Try it: Scan each line of the records for the word "sequences" and extract the ones that have it.

Data supplied:
┄┄┄┄┄┄

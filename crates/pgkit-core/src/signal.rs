//! Input canonicalization for transforms and running statistics
//!
//! Transforms accept scalars, flat sequences and `ndarray` arrays. Everything
//! is funnelled through [`IntoSignal`] (rank ≤ 1, for the elementwise
//! transforms) or [`IntoBatch`] (rank ≥ 2 after canonicalization, for
//! [`RunningMeanStd`](crate::RunningMeanStd)).

use ndarray::{Array1, ArrayBase, ArrayD, Data, Dimension, IxDyn};
use num_traits::ToPrimitive;

use crate::{RLError, Result};

/// A canonicalized rank-0 or rank-1 numeric signal
#[derive(Debug, Clone, PartialEq)]
pub enum Signal {
    /// A single value
    Scalar(f64),
    /// A flat sequence of values
    Vector(Array1<f64>),
}

impl Signal {
    /// Number of elements (1 for a scalar)
    #[must_use]
    pub fn len(&self) -> usize {
        match self {
            Self::Scalar(_) => 1,
            Self::Vector(v) => v.len(),
        }
    }

    /// Whether the signal holds no elements
    #[must_use]
    pub fn is_empty(&self) -> bool {
        self.len() == 0
    }

    /// The value if this is a scalar
    #[must_use]
    pub fn as_scalar(&self) -> Option<f64> {
        match self {
            Self::Scalar(x) => Some(*x),
            Self::Vector(_) => None,
        }
    }

    /// The values if this is a vector
    #[must_use]
    pub fn as_vector(&self) -> Option<&Array1<f64>> {
        match self {
            Self::Scalar(_) => None,
            Self::Vector(v) => Some(v),
        }
    }

    /// Flatten into a vector (a scalar becomes a length-1 vector)
    #[must_use]
    pub fn into_array(self) -> Array1<f64> {
        match self {
            Self::Scalar(x) => Array1::from_elem(1, x),
            Self::Vector(v) => v,
        }
    }

    /// Copy the values into a `Vec`
    #[must_use]
    pub fn to_vec(&self) -> Vec<f64> {
        match self {
            Self::Scalar(x) => vec![*x],
            Self::Vector(v) => v.to_vec(),
        }
    }

    /// Apply `f` to every element, keeping the scalar/vector form
    #[must_use]
    pub fn map<F>(&self, f: F) -> Self
    where
        F: Fn(f64) -> f64,
    {
        match self {
            Self::Scalar(x) => Self::Scalar(f(*x)),
            Self::Vector(v) => Self::Vector(v.mapv(f)),
        }
    }

    /// Unwrap a vector, rejecting scalars for operations that only make sense over a sequence
    pub fn require_sequence(self, op: &str) -> Result<Array1<f64>> {
        match self {
            Self::Scalar(_) => Err(RLError::Type(format!(
                "{op} requires a sequence, got a scalar"
            ))),
            Self::Vector(v) => Ok(v),
        }
    }
}

impl From<f64> for Signal {
    fn from(x: f64) -> Self {
        Self::Scalar(x)
    }
}

impl From<Array1<f64>> for Signal {
    fn from(v: Array1<f64>) -> Self {
        Self::Vector(v)
    }
}

impl PartialEq<f64> for Signal {
    fn eq(&self, other: &f64) -> bool {
        self.as_scalar() == Some(*other)
    }
}

fn to_f64<T: ToPrimitive>(x: &T) -> Result<f64> {
    x.to_f64()
        .ok_or_else(|| RLError::Type("value is not representable as f64".to_string()))
}

fn collect_f64<'a, T, I>(iter: I) -> Result<Array1<f64>>
where
    T: ToPrimitive + 'a,
    I: IntoIterator<Item = &'a T>,
{
    iter.into_iter()
        .map(to_f64)
        .collect::<Result<Vec<_>>>()
        .map(Array1::from_vec)
}

/// Conversion into a rank ≤ 1 [`Signal`]
pub trait IntoSignal {
    /// Canonicalize, failing with [`RLError::Shape`] for rank > 1 input
    fn into_signal(self) -> Result<Signal>;
}

impl IntoSignal for Signal {
    fn into_signal(self) -> Result<Signal> {
        Ok(self)
    }
}

macro_rules! impl_scalar_signal {
    ($($t:ty),*) => {
        $(
            impl IntoSignal for $t {
                fn into_signal(self) -> Result<Signal> {
                    to_f64(&self).map(Signal::Scalar)
                }
            }

            impl IntoBatch for $t {
                fn into_batch(self) -> Result<ArrayD<f64>> {
                    let x = to_f64(&self)?;
                    Ok(ArrayD::from_elem(IxDyn(&[1, 1]), x))
                }
            }
        )*
    };
}

impl_scalar_signal!(f64, f32, i8, i16, i32, i64, isize, u8, u16, u32, u64, usize);

impl<T: ToPrimitive> IntoSignal for Vec<T> {
    fn into_signal(self) -> Result<Signal> {
        collect_f64(&self).map(Signal::Vector)
    }
}

impl<T: ToPrimitive> IntoSignal for &Vec<T> {
    fn into_signal(self) -> Result<Signal> {
        collect_f64(self).map(Signal::Vector)
    }
}

impl<T: ToPrimitive> IntoSignal for &[T] {
    fn into_signal(self) -> Result<Signal> {
        collect_f64(self).map(Signal::Vector)
    }
}

impl<T: ToPrimitive, const N: usize> IntoSignal for [T; N] {
    fn into_signal(self) -> Result<Signal> {
        collect_f64(&self).map(Signal::Vector)
    }
}

impl<T: ToPrimitive, const N: usize> IntoSignal for &[T; N] {
    fn into_signal(self) -> Result<Signal> {
        collect_f64(self).map(Signal::Vector)
    }
}

impl<A, S, D> IntoSignal for &ArrayBase<S, D>
where
    A: ToPrimitive,
    S: Data<Elem = A>,
    D: Dimension,
{
    fn into_signal(self) -> Result<Signal> {
        match self.ndim() {
            0 => self
                .iter()
                .next()
                .ok_or_else(|| RLError::Shape("empty rank-0 array".to_string()))
                .and_then(to_f64)
                .map(Signal::Scalar),
            1 => collect_f64(self.iter()).map(Signal::Vector),
            n => Err(RLError::Shape(format!(
                "expected an array with at most 1 dimension, got {n} dimensions (shape {:?})",
                self.shape()
            ))),
        }
    }
}

impl<A, S, D> IntoSignal for ArrayBase<S, D>
where
    A: ToPrimitive,
    S: Data<Elem = A>,
    D: Dimension,
{
    fn into_signal(self) -> Result<Signal> {
        (&self).into_signal()
    }
}

/// Conversion into a batch whose first axis indexes samples
///
/// Scalars become shape `(1, 1)`, flat sequences of length `N` become
/// `(N, 1)`, and arrays of rank ≥ 2 are used as-is.
pub trait IntoBatch {
    /// Canonicalize into a batch of rank ≥ 2
    fn into_batch(self) -> Result<ArrayD<f64>>;
}

fn column(values: Array1<f64>) -> Result<ArrayD<f64>> {
    let n = values.len();
    values
        .into_shape(IxDyn(&[n, 1]))
        .map_err(|e| RLError::Shape(e.to_string()))
}

impl<T: ToPrimitive> IntoBatch for Vec<T> {
    fn into_batch(self) -> Result<ArrayD<f64>> {
        collect_f64(&self).and_then(column)
    }
}

impl<T: ToPrimitive> IntoBatch for &[T] {
    fn into_batch(self) -> Result<ArrayD<f64>> {
        collect_f64(self).and_then(column)
    }
}

impl<T: ToPrimitive, const N: usize> IntoBatch for [T; N] {
    fn into_batch(self) -> Result<ArrayD<f64>> {
        collect_f64(&self).and_then(column)
    }
}

impl<A, S, D> IntoBatch for &ArrayBase<S, D>
where
    A: ToPrimitive,
    S: Data<Elem = A>,
    D: Dimension,
{
    fn into_batch(self) -> Result<ArrayD<f64>> {
        match self.ndim() {
            0 | 1 => collect_f64(self.iter()).and_then(column),
            _ => {
                let values = self.iter().map(to_f64).collect::<Result<Vec<_>>>()?;
                ArrayD::from_shape_vec(IxDyn(self.shape()), values)
                    .map_err(|e| RLError::Shape(e.to_string()))
            }
        }
    }
}

impl<A, S, D> IntoBatch for ArrayBase<S, D>
where
    A: ToPrimitive,
    S: Data<Elem = A>,
    D: Dimension,
{
    fn into_batch(self) -> Result<ArrayD<f64>> {
        (&self).into_batch()
    }
}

┄┄┄┄┄┄

Solution to this exercise:
//! Transforms accept scalars, flat sequences and `ndarray` arrays. Everything
/// Scalars become shape `(1, 1)`, flat sequences of length `N` become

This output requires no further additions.